Preferred Qualifications

Local candidates preferred.

What We Offer

AECOM is a place where you can put your innovative thinking and business skills into high gear and work alongside other highly intelligent and motivated people. It's a place where you can apply your skills to some of the world's most challenging, interesting, and meaningful projects worldwide. It's a place that values the diversity of our areas of practice and our people. It's what makes AECOM a great place to work and grow. AECOM is an Equal Opportunity Employer.

At AECOM, employee's safety and security are our top Safeguarding core value. All employees are expected to set the highest level of safety expectation in their work, display the highest level of safe behavior, and actively participate in AECOM's Safety For Life Program. SH&E is a part of our company culture and participation is required for all employees.

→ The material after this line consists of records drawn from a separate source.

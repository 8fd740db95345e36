// crab-offline/src/remote/http.rs
// HTTP 后端 - 与 POS 服务端通信

use async_trait::async_trait;
use reqwest::{Client, RequestBuilder};
use serde::Deserialize;
use serde::de::DeserializeOwned;
use shared::models::{Session, SessionCreate, SessionOrder, SessionOrderCreate};
use shared::{ApiErrorBody, EntityKind, RemoteRow, SyncCursor};
use std::sync::Arc;
use std::time::Duration;

use super::{RemoteBackend, RemoteError, RemoteResult};

/// Supplies the bearer token for each request
///
/// Token acquisition and refresh belong to the authentication service; the
/// sync core only asks for the current value.
pub trait TokenProvider: Send + Sync {
    fn token(&self) -> Option<String>;
}

/// Fixed token, e.g. from `API_TOKEN`
#[derive(Debug, Clone, Default)]
pub struct StaticToken(pub Option<String>);

impl TokenProvider for StaticToken {
    fn token(&self) -> Option<String> {
        self.0.clone()
    }
}

/// Pull endpoint response
#[derive(Deserialize)]
struct SyncPage {
    rows: Vec<RemoteRow>,
}

/// 网络 HTTP 后端
#[derive(Clone)]
pub struct HttpBackend {
    client: Client,
    base_url: String,
    tokens: Arc<dyn TokenProvider>,
}

impl std::fmt::Debug for HttpBackend {
    fn fmt(&self, f: &mut std::fmt::Formatter<'_>) -> std::fmt::Result {
        f.debug_struct("HttpBackend")
            .field("base_url", &self.base_url)
            .finish_non_exhaustive()
    }
}

impl HttpBackend {
    pub fn new(
        base_url: &str,
        timeout: Duration,
        tokens: Arc<dyn TokenProvider>,
    ) -> RemoteResult<Self> {
        let client = Client::builder()
            .timeout(timeout)
            .build()
            .map_err(|e| RemoteError::Network(e.to_string()))?;
        Ok(Self {
            client,
            base_url: base_url.trim_end_matches('/').to_string(),
            tokens,
        })
    }

    /// 获取基础 URL
    pub fn base_url(&self) -> &str {
        &self.base_url
    }

    fn url(&self, path: &str) -> String {
        format!("{}/{}", self.base_url, path.trim_start_matches('/'))
    }

    fn authorized(&self, req: RequestBuilder) -> RequestBuilder {
        match self.tokens.token() {
            Some(token) => req.bearer_auth(token),
            None => req,
        }
    }

    async fn send<T: DeserializeOwned>(&self, req: RequestBuilder) -> RemoteResult<T> {
        let response = self.authorized(req).send().await?;
        Self::handle_response(response).await
    }

    async fn handle_response<T: DeserializeOwned>(response: reqwest::Response) -> RemoteResult<T> {
        let status = response.status();
        if !status.is_success() {
            let text = response.text().await?;
            // 尝试解析为 API 错误响应
            if let Ok(body) = serde_json::from_str::<ApiErrorBody>(&text) {
                return Err(RemoteError::Api {
                    status: status.as_u16(),
                    code: body.error_code(),
                    message: body.message,
                });
            }
            let message = if text.is_empty() {
                status.canonical_reason().unwrap_or("Unknown error").to_string()
            } else {
                text
            };
            return Err(RemoteError::api(status.as_u16(), None, message));
        }
        Ok(response.json().await?)
    }
}

#[async_trait]
impl RemoteBackend for HttpBackend {
    async fn fetch_rows(
        &self,
        kind: EntityKind,
        after: Option<&SyncCursor>,
        limit: usize,
    ) -> RemoteResult<Vec<RemoteRow>> {
        let mut req = self
            .client
            .get(self.url(&format!("sync/{}", kind.resource())))
            .query(&[("limit", limit.to_string())]);
        if let Some(cursor) = after {
            req = req.query(&[
                ("after", cursor.last_modified.to_string()),
                ("after_id", cursor.last_id.clone()),
            ]);
        }
        let page: SyncPage = self.send(req).await?;
        Ok(page.rows)
    }

    async fn create_session(&self, req: &SessionCreate) -> RemoteResult<Session> {
        self.send(self.client.post(self.url("sessions")).json(req))
            .await
    }

    async fn create_order(&self, req: &SessionOrderCreate) -> RemoteResult<SessionOrder> {
        self.send(self.client.post(self.url("orders")).json(req))
            .await
    }

    async fn confirm_order(&self, order_id: &str) -> RemoteResult<SessionOrder> {
        self.send(
            self.client
                .patch(self.url(&format!("orders/{order_id}/confirm"))),
        )
        .await
    }

    async fn close_session(&self, session_id: &str) -> RemoteResult<Session> {
        self.send(
            self.client
                .post(self.url(&format!("sessions/{session_id}/close"))),
        )
        .await
    }
}

#[cfg(test)]
mod tests {
    use super::*;

    fn backend(base_url: &str) -> HttpBackend {
        HttpBackend::new(
            base_url,
            Duration::from_secs(1),
            Arc::new(StaticToken(Some("secret".into()))),
        )
        .unwrap()
    }

    #[test]
    fn test_url_joining() {
        let backend = backend("http://pos.local/api/");
        assert_eq!(backend.base_url(), "http://pos.local/api");
        assert_eq!(backend.url("sessions"), "http://pos.local/api/sessions");
        assert_eq!(backend.url("/orders/1/confirm"), "http://pos.local/api/orders/1/confirm");
    }

    #[test]
    fn test_bearer_header() {
        let backend = backend("http://pos.local");
        let req = backend
            .authorized(backend.client.get(backend.url("sync/products")))
            .build()
            .unwrap();
        assert_eq!(
            req.headers().get(reqwest::header::AUTHORIZATION).unwrap(),
            "Bearer secret"
        );
    }

    #[tokio::test]
    async fn test_unreachable_backend_is_network_error() {
        // Port 9 (discard) on localhost is closed in test environments
        let backend = backend("http://127.0.0.1:9");
        let err = backend
            .fetch_rows(EntityKind::Product, None, 10)
            .await
            .unwrap_err();
        assert!(err.is_connectivity(), "unexpected error: {err:?}");
    }
}
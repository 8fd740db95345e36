use crab_offline::{HttpBackend, OfflineService, OfflineWorker, StaticToken, setup_environment};
use std::sync::Arc;
use tokio_util::sync::CancellationToken;

#[tokio::main]
async fn main() -> anyhow::Result<()> {
    // 1. 设置环境 (dotenv, 工作目录, 日志)
    let config = setup_environment()?;

    tracing::info!(
        backend = %config.backend_url,
        work_dir = %config.work_dir,
        environment = %config.environment,
        "🦀 Crab offline sync starting..."
    );

    // 2. 后端客户端
    let tokens = Arc::new(StaticToken(config.api_token.clone()));
    let backend = Arc::new(HttpBackend::new(
        &config.backend_url,
        config.request_timeout(),
        tokens,
    )?);

    // 3. 本地存储 + 服务
    let service = OfflineService::open(config, backend)?;

    // 4. 后台任务, Ctrl+C 退出
    let shutdown = CancellationToken::new();
    let worker = tokio::spawn(OfflineWorker::new(service.clone(), shutdown.clone()).run());

    tokio::signal::ctrl_c().await?;
    tracing::info!("Shutdown signal received");
    shutdown.cancel();
    worker.await?;

    let stats = service.queue_stats()?;
    tracing::info!(
        pending = stats.pending,
        failed = stats.failed,
        "Crab offline sync stopped"
    );
    Ok(())
}
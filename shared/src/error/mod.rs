//! Error codes shared with the backend
//!
//! - [`ErrorCode`]: Standardized error codes carried in backend error bodies
//! - [`ErrorCategory`]: Classification of errors by domain
//! - [`ApiErrorBody`]: The JSON body the backend returns on failure
//!
//! # Error Code Ranges
//!
//! - 0xxx: General errors
//! - 1xxx: Authentication errors
//! - 2xxx: Permission errors
//! - 4xxx: Session / order errors
//! - 6xxx: Product errors
//! - 7xxx: Table errors
//! - 9xxx: System errors
//!
//! # Example
//!
//! ```
//! use shared::error::{ApiErrorBody, ErrorCode};
//!
//! let body: ApiErrorBody =
//!     serde_json::from_str(r#"{"code":4102,"message":"Session already closed"}"#).unwrap();
//! assert_eq!(body.error_code(), Some(ErrorCode::SessionAlreadyClosed));
//! ```

mod category;
mod codes;
mod types;

pub use category::ErrorCategory;
pub use codes::{ErrorCode, InvalidErrorCode};
pub use types::ApiErrorBody;
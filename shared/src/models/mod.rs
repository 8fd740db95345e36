//! Data models
//!
//! Mirrors of the backend rows cached locally. IDs are server-issued strings;
//! rows created offline carry a temporary id until the server confirms them.

pub mod category;
pub mod dining_table;
pub mod package;
pub mod product;
pub mod session;
pub mod session_order;

// Re-exports
pub use category::*;
pub use dining_table::*;
pub use package::*;
pub use product::*;
pub use session::*;
pub use session_order::*;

NOTICE TO THIRD PARTY AGENCIES: Please note that AECOM does not accept unsolicited resumes from recruiters or employment agencies. In the absence of a signed Recruitment Fee Agreement, AECOM will not consider or agree to payment of any referral compensation or recruiter fee. In the event a recruiter or agency submits a resume or candidate without a previously signed agreement, AECOM explicitly reserves the right to pursue and hire those candidate(s) without any financial obligation to the recruiter or agency. Any unsolicited resumes, including those submitted to hiring managers, are deemed to be the property of AECOM.

Job Category Insurance and Risk Management

Business Group Corporate

Country United States of America

Position Status Full-Time

Requisition/Vacancy No. 185598BR

Qualified applicants will receive consideration for employment without regard to race, color, religion, sex, national origin, sexual orientation, gender identity, disability or protected veteran status.